Cluster analysis has been widely employed for market segmentation, for instance in the tourism sector. Duncan et al. [10
], used factor analysis and k-means clustering to identify groups of casual dining restaurant patrons to enable businesses to enhance the efficiency and effectiveness of their marketing efforts. In an application to the hospitality industry, Crawford-Welch [11
] advocated for the adoption of multivariate techniques, and specifically cluster analysis, over descriptive methods to achieve a more comprehensive knowledge of marketing segments. Perri et al. [12
] utilized SEM to gain insights into the adoption of innovation in the energy sector, particularly regarding the attitudes towards smart grids.
In the context of urban logistics, Le and Ukkusuri [13
] developed an integrated model using statistical methods. They employed a binary logit model to examine factors influencing willingness to work and an ordinary least squares regression model to understand the factors affecting travel time decisions of potential workers in crowd-shipping. Their approach showcased the effectiveness of statistical methods in analyzing these factors. Giglio and De Maio [14
] also applied statistical methods based on innovation diffusion theory to investigate the determinants affecting adoption intention in crowd-shipping for last-mile delivery. Through structural equation modelling, the authors identified five key determinants and demonstrated the value of these methods in understanding adoption behaviors. Similarly, Yuen et al. [15
], also grounded in innovation diffusion theory, used confirmatory factor analysis and hierarchical regression to examine factors influencing user intention to use self-collection services.
The application of drones in logistics presents a transformative opportunity for various industries, streamlining the transportation of goods and providing humanitarian aid and emergency medical care, such as the efficient delivery of medical supplies to remote areas with inadequate road infrastructure [16
]. Driven by innovation, the potential applications of drones continue to expand, while still sharing the common ambition of developing autonomous flight systems to reduce costs, time, labor, and complexity of operations. Those include, among many, agricultural usages [21
], structural inspection [22
], people transport [23
], and package delivery [1
Most literature on UAM includes studies (i) focusing on the technical side of VTOL (Vertical Take-Off and Landing) vehicles, (ii) investigating how to incorporate drones into air traffic management (ATM), (iii) investigating users’ perceptions and potential demand for UAM, and (iv) considering various types of services, such as urban logistics, airport shuttles, and other types of urban applications. In this section, we make brief considerations about the current literature on the last two topics.

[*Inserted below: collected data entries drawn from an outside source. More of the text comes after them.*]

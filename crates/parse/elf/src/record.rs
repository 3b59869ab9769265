//! Fixed-size record decoding.
//!
//! Every structure in an ELF64 file that this crate understands is a
//! fixed-size record. [`decode_records`] bounds-checks a whole run of such
//! records once, up front, and then yields owned copies of each one through
//! a [`RecordIter`]. Nothing returned from here borrows the source buffer.

use core::marker::PhantomData;

use crate::header::ElfError;

/// Byte order of multi-byte fields, as declared by `EI_DATA`.
#[derive(Debug, Clone, Copy, PartialEq, Eq, Default)]
pub enum Endian {
    /// `ELFDATA2LSB`.
    #[default]
    Little,
    /// `ELFDATA2MSB`.
    Big,
}

/// Sequential field reader over the bytes of exactly one record.
///
/// Reads advance an internal cursor. The caller guarantees the slice is at
/// least as long as the fields it reads; [`decode_records`] upholds this by
/// handing out slices of exactly [`Record::SIZE`] bytes.
#[derive(Debug)]
pub struct FieldReader<'a> {
    bytes: &'a [u8],
    pos: usize,
    endian: Endian,
}

impl<'a> FieldReader<'a> {
    /// Creates a reader positioned at the start of `bytes`.
    #[must_use]
    pub fn new(bytes: &'a [u8], endian: Endian) -> Self {
        Self {
            bytes,
            pos: 0,
            endian,
        }
    }

    /// The byte order fields are read in.
    #[must_use]
    pub fn endian(&self) -> Endian {
        self.endian
    }

    fn take<const N: usize>(&mut self) -> [u8; N] {
        let mut out = [0u8; N];
        out.copy_from_slice(&self.bytes[self.pos..self.pos + N]);
        self.pos += N;
        out
    }

    /// Reads `N` raw bytes.
    pub fn bytes<const N: usize>(&mut self) -> [u8; N] {
        self.take()
    }

    /// Reads one byte.
    pub fn u8(&mut self) -> u8 {
        let [b] = self.take::<1>();
        b
    }

    /// Reads a `u16` in the record's byte order.
    pub fn u16(&mut self) -> u16 {
        let b = self.take();
        match self.endian {
            Endian::Little => u16::from_le_bytes(b),
            Endian::Big => u16::from_be_bytes(b),
        }
    }

    /// Reads a `u32` in the record's byte order.
    pub fn u32(&mut self) -> u32 {
        let b = self.take();
        match self.endian {
            Endian::Little => u32::from_le_bytes(b),
            Endian::Big => u32::from_be_bytes(b),
        }
    }

    /// Reads a `u64` in the record's byte order.
    pub fn u64(&mut self) -> u64 {
        let b = self.take();
        match self.endian {
            Endian::Little => u64::from_le_bytes(b),
            Endian::Big => u64::from_be_bytes(b),
        }
    }
}

/// A fixed-size on-disk structure that can be copied out of a buffer.
pub trait Record: Sized {
    /// Size of one record in bytes.
    const SIZE: usize;

    /// Decodes one record. `r` covers exactly [`Self::SIZE`] bytes.
    fn decode(r: &mut FieldReader<'_>) -> Self;
}

/// Converts a file-declared `u64` into a `usize` offset or length.
pub(crate) fn to_usize(value: u64, buffer_len: usize) -> Result<usize, ElfError> {
    usize::try_from(value).map_err(|_| ElfError::OutOfBounds {
        offset: value,
        len: 0,
        buffer_len,
    })
}

/// Checks that `offset..offset + len` lies within a buffer of `buffer_len`
/// bytes and returns the range end.
pub(crate) fn check_range(offset: u64, len: u64, buffer_len: usize) -> Result<usize, ElfError> {
    let Some(end) = offset
        .checked_add(len)
        .filter(|&end| end <= buffer_len as u64)
    else {
        return Err(ElfError::OutOfBounds {
            offset,
            len,
            buffer_len,
        });
    };
    to_usize(end, buffer_len)
}

/// Decodes `count` consecutive `R` records starting at `offset`.
///
/// The whole run is bounds-checked before the iterator is returned, so
/// iteration itself cannot fail.
///
/// # Errors
///
/// Returns [`ElfError::OutOfBounds`] if `offset + count * R::SIZE` overflows
/// or exceeds `data.len()`.
pub fn decode_records<R: Record>(
    data: &[u8],
    offset: u64,
    count: usize,
    endian: Endian,
) -> Result<RecordIter<'_, R>, ElfError> {
    let len = (count as u64)
        .checked_mul(R::SIZE as u64)
        .ok_or(ElfError::OutOfBounds {
            offset,
            len: u64::MAX,
            buffer_len: data.len(),
        })?;
    let end = check_range(offset, len, data.len())?;
    let start = end - count * R::SIZE;
    Ok(RecordIter {
        data: &data[start..end],
        endian,
        remaining: count,
        _record: PhantomData,
    })
}

/// Lazy iterator over a bounds-checked run of records.
pub struct RecordIter<'a, R> {
    data: &'a [u8],
    endian: Endian,
    remaining: usize,
    _record: PhantomData<R>,
}

impl<R: Record> Iterator for RecordIter<'_, R> {
    type Item = R;

    fn next(&mut self) -> Option<Self::Item> {
        if self.remaining == 0 {
            return None;
        }
        let (head, tail) = self.data.split_at(R::SIZE);
        self.data = tail;
        self.remaining -= 1;
        Some(R::decode(&mut FieldReader::new(head, self.endian)))
    }

    fn size_hint(&self) -> (usize, Option<usize>) {
        (self.remaining, Some(self.remaining))
    }
}

impl<R: Record> ExactSizeIterator for RecordIter<'_, R> {}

In a literature review study, Bauranov and Rakas [25
] provided recommendations for further research in UAM, including risk analysis, data management, co-creation of new technologies, psychoacoustic effects of drone noise on humans, and the impact of ground infrastructure on urban planning. Sah et al. [26
] utilized Fuzzy Delphi Method (FDM) and the Analytic Hierarchy Process (AHP) to identify and prioritize the barriers to the implementation of drone logistics based on their level of criticality. They found that regulations and threats to privacy and security are the most critical barriers to implementing drones in the logistics sector. Other barriers include public perception/psychological effects, environmental issues, economic aspects, and technical issues. In relation to technical issues, Straubinger et al. [5
] reviewed the main aspects to be addressed, namely concerning vehicle design, infrastructure requirements, and integration of UAM on multimodal transport modelling. The authors also pointed out the need for robust business cases and regulations for an acceptable deployment.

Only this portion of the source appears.